*What to do:*
Check every line of the data below for the string "evenly", and copy the ones that hold it.

*Input records:*

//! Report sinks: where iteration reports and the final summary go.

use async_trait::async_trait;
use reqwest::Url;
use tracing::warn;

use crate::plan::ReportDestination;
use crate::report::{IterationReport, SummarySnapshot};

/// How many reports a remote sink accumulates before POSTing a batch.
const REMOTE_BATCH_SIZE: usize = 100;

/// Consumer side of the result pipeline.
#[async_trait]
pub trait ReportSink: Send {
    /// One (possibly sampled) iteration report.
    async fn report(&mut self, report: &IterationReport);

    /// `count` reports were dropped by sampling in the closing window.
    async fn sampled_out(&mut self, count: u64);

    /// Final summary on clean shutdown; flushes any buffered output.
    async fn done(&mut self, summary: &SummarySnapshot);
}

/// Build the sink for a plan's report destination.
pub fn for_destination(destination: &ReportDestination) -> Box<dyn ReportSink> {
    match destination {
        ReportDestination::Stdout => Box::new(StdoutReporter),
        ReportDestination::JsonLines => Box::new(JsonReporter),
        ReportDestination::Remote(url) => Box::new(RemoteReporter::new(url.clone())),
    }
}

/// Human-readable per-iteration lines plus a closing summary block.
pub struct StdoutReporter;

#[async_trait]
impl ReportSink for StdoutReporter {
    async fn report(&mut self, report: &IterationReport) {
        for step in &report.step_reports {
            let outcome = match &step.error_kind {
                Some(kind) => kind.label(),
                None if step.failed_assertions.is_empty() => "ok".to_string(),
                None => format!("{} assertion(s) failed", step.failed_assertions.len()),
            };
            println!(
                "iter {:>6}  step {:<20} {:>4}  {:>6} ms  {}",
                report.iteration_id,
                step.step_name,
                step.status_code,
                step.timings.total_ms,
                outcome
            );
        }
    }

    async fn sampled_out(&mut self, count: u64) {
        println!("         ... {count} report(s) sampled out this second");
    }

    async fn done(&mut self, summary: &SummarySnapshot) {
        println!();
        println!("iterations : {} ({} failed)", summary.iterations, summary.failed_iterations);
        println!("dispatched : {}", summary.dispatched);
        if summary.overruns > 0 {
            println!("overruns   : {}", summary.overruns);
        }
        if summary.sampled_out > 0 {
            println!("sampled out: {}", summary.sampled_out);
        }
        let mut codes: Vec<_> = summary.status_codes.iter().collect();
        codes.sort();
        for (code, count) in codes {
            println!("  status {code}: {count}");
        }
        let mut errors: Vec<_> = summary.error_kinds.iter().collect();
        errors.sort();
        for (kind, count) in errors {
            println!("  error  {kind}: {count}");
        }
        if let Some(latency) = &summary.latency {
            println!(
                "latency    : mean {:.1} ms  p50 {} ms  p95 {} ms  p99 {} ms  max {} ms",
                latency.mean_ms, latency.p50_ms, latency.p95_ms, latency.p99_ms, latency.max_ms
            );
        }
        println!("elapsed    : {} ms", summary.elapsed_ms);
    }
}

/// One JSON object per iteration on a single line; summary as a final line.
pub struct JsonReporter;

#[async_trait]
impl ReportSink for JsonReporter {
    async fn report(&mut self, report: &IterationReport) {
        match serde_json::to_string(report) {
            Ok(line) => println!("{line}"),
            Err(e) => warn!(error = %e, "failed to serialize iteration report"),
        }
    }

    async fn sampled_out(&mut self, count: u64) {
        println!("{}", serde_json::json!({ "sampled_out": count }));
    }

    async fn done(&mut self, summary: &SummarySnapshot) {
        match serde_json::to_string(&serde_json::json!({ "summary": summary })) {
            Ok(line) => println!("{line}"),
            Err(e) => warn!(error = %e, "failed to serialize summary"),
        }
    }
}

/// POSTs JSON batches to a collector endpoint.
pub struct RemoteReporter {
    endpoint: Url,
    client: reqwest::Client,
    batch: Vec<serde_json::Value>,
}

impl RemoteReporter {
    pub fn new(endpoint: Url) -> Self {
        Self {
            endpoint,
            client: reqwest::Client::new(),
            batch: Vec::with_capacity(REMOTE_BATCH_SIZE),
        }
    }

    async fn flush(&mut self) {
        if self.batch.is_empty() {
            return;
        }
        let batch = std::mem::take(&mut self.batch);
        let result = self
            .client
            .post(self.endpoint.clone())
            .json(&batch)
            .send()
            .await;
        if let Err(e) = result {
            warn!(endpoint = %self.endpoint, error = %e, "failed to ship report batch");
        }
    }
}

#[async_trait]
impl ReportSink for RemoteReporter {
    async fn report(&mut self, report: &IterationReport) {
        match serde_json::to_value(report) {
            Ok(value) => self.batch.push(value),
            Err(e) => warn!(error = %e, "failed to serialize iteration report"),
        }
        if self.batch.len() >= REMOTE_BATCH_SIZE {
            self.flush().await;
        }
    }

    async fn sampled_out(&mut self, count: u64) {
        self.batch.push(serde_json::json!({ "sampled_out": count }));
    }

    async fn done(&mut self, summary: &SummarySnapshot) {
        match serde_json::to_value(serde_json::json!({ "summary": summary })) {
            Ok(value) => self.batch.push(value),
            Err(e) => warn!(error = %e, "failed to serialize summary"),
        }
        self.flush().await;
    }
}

---

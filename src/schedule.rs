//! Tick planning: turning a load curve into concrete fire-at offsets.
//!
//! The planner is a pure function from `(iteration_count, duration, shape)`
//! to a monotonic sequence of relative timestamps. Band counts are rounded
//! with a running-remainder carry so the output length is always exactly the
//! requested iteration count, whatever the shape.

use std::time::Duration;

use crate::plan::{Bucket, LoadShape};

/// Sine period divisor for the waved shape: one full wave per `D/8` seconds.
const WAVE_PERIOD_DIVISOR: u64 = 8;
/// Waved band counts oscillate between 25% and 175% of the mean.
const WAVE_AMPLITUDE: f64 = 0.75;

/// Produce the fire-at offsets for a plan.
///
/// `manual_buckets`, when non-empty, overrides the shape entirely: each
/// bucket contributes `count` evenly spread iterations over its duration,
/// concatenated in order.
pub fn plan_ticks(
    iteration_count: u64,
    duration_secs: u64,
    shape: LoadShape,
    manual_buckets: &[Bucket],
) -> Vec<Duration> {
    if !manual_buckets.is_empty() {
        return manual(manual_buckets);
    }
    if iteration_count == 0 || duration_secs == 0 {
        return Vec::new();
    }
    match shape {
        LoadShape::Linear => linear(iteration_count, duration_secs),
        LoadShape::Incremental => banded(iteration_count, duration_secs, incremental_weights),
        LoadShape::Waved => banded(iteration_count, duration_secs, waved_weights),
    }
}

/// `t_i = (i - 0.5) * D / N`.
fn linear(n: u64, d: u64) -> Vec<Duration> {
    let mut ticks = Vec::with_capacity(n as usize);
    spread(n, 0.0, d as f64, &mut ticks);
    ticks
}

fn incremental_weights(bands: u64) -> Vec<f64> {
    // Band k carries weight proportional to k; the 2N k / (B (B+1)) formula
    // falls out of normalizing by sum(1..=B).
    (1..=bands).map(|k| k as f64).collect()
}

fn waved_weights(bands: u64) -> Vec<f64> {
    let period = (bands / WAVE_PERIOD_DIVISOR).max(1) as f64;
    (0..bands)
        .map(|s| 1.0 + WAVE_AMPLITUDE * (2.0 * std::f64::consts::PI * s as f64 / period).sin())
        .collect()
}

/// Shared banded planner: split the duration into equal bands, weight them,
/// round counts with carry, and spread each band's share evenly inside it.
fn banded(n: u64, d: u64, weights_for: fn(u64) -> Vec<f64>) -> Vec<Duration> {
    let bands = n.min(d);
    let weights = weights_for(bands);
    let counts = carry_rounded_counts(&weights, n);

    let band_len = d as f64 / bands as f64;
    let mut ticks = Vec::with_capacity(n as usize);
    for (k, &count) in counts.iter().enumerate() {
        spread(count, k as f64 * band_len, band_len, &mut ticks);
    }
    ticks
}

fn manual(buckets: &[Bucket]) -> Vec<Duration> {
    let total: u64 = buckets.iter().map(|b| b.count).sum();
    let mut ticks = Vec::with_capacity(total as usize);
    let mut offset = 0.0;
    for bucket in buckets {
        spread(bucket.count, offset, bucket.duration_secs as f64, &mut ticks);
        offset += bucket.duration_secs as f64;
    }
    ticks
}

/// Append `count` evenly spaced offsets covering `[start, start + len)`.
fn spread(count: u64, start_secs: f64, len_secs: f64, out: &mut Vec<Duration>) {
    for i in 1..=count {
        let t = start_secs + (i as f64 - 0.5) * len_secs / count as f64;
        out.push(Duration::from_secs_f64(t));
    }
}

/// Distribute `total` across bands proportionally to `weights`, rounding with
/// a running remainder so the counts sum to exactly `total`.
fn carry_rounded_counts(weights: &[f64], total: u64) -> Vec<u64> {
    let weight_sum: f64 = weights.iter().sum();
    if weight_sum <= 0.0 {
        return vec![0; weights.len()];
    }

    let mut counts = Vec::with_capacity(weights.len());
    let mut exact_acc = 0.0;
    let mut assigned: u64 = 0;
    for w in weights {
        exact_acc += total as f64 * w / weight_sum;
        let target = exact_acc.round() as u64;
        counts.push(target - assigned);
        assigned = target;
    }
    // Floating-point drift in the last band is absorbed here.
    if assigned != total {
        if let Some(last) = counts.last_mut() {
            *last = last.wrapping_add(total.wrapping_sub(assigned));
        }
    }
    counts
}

*Completed task:*
/// bucket contributes `count` evenly spread iterations over its duration,
/// round counts with carry, and spread each band's share evenly inside it.
/// Append `count` evenly spaced offsets covering `[start, start + len)`.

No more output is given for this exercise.